- Task statement: Look below for the line that has "NIP-01 subscription filters.". Set down the lines from there through the line that has "filter JSON object.", exactly as written.

- Input data:
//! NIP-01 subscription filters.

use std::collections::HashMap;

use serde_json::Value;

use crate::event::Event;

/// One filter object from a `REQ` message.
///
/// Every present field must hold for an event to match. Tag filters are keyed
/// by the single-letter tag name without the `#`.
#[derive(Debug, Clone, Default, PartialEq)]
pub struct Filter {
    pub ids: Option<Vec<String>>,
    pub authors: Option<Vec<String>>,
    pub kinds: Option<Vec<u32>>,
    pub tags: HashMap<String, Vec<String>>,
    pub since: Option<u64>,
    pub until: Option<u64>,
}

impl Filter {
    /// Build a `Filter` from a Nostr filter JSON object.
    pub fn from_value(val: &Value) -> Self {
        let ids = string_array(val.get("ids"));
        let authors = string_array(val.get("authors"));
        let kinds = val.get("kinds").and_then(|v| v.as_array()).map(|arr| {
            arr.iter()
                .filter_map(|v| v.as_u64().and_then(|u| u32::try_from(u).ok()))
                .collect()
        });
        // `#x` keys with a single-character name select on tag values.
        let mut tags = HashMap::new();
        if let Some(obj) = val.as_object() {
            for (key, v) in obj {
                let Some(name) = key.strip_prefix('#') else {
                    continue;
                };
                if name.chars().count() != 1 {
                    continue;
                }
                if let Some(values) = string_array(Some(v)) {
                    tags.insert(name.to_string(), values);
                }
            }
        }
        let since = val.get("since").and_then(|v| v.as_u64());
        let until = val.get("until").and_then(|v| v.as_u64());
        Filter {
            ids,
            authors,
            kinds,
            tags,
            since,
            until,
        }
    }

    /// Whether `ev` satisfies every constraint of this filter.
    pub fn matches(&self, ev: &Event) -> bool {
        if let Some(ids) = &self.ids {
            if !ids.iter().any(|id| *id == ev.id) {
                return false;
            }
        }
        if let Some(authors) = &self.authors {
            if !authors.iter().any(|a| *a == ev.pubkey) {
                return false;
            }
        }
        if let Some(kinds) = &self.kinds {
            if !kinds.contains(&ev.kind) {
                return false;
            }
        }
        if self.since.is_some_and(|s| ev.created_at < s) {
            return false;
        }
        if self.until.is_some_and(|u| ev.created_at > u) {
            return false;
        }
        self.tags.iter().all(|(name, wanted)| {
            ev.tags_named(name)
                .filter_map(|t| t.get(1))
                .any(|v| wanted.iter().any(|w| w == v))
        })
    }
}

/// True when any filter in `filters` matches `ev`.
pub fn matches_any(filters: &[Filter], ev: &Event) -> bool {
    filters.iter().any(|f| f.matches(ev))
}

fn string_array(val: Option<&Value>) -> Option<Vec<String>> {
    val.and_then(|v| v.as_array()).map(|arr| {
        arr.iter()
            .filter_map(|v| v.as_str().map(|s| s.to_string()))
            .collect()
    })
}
---
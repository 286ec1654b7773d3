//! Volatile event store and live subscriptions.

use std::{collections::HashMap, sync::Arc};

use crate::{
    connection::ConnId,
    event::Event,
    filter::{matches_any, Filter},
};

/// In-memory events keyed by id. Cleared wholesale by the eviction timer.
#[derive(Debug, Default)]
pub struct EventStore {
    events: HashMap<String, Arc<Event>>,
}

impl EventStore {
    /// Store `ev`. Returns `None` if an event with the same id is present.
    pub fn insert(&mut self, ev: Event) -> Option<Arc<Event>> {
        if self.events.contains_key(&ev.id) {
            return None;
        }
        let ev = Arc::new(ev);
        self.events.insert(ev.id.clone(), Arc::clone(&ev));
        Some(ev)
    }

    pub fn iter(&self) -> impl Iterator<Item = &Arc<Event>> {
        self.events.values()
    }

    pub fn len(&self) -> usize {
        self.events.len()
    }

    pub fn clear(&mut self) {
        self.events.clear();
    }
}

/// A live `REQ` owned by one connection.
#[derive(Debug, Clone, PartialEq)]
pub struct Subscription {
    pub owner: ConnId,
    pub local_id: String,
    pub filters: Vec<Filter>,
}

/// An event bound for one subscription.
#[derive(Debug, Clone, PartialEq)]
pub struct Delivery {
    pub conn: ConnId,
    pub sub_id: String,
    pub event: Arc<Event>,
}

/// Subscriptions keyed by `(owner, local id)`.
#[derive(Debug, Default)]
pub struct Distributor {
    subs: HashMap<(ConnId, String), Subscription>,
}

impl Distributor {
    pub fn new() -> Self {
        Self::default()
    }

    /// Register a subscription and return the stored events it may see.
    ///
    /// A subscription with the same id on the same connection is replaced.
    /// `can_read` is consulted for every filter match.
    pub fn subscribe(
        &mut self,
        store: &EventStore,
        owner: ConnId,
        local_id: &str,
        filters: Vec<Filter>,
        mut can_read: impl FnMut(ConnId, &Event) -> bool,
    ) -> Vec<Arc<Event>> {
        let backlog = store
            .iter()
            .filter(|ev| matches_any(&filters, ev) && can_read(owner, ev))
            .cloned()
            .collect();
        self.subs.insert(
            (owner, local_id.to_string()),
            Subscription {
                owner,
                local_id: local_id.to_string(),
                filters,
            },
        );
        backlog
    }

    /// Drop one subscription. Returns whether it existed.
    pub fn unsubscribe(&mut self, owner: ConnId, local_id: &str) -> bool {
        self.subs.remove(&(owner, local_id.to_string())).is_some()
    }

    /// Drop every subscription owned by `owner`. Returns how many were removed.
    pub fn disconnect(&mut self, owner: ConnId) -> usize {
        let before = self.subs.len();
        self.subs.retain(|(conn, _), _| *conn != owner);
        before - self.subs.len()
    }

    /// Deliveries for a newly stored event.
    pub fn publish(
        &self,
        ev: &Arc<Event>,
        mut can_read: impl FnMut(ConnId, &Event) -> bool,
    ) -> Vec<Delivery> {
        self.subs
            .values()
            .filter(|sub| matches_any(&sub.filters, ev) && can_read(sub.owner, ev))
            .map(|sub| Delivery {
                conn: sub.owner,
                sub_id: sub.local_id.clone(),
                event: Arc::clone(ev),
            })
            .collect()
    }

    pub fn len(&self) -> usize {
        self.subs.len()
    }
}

- Solution for this task:
//! NIP-01 subscription filters.

use std::collections::HashMap;

use serde_json::Value;

use crate::event::Event;

/// One filter object from a `REQ` message.
///
/// Every present field must hold for an event to match. Tag filters are keyed
/// by the single-letter tag name without the `#`.
#[derive(Debug, Clone, Default, PartialEq)]
pub struct Filter {
    pub ids: Option<Vec<String>>,
    pub authors: Option<Vec<String>>,
    pub kinds: Option<Vec<u32>>,
    pub tags: HashMap<String, Vec<String>>,
    pub since: Option<u64>,
    pub until: Option<u64>,
}

impl Filter {
    /// Build a `Filter` from a Nostr filter JSON object.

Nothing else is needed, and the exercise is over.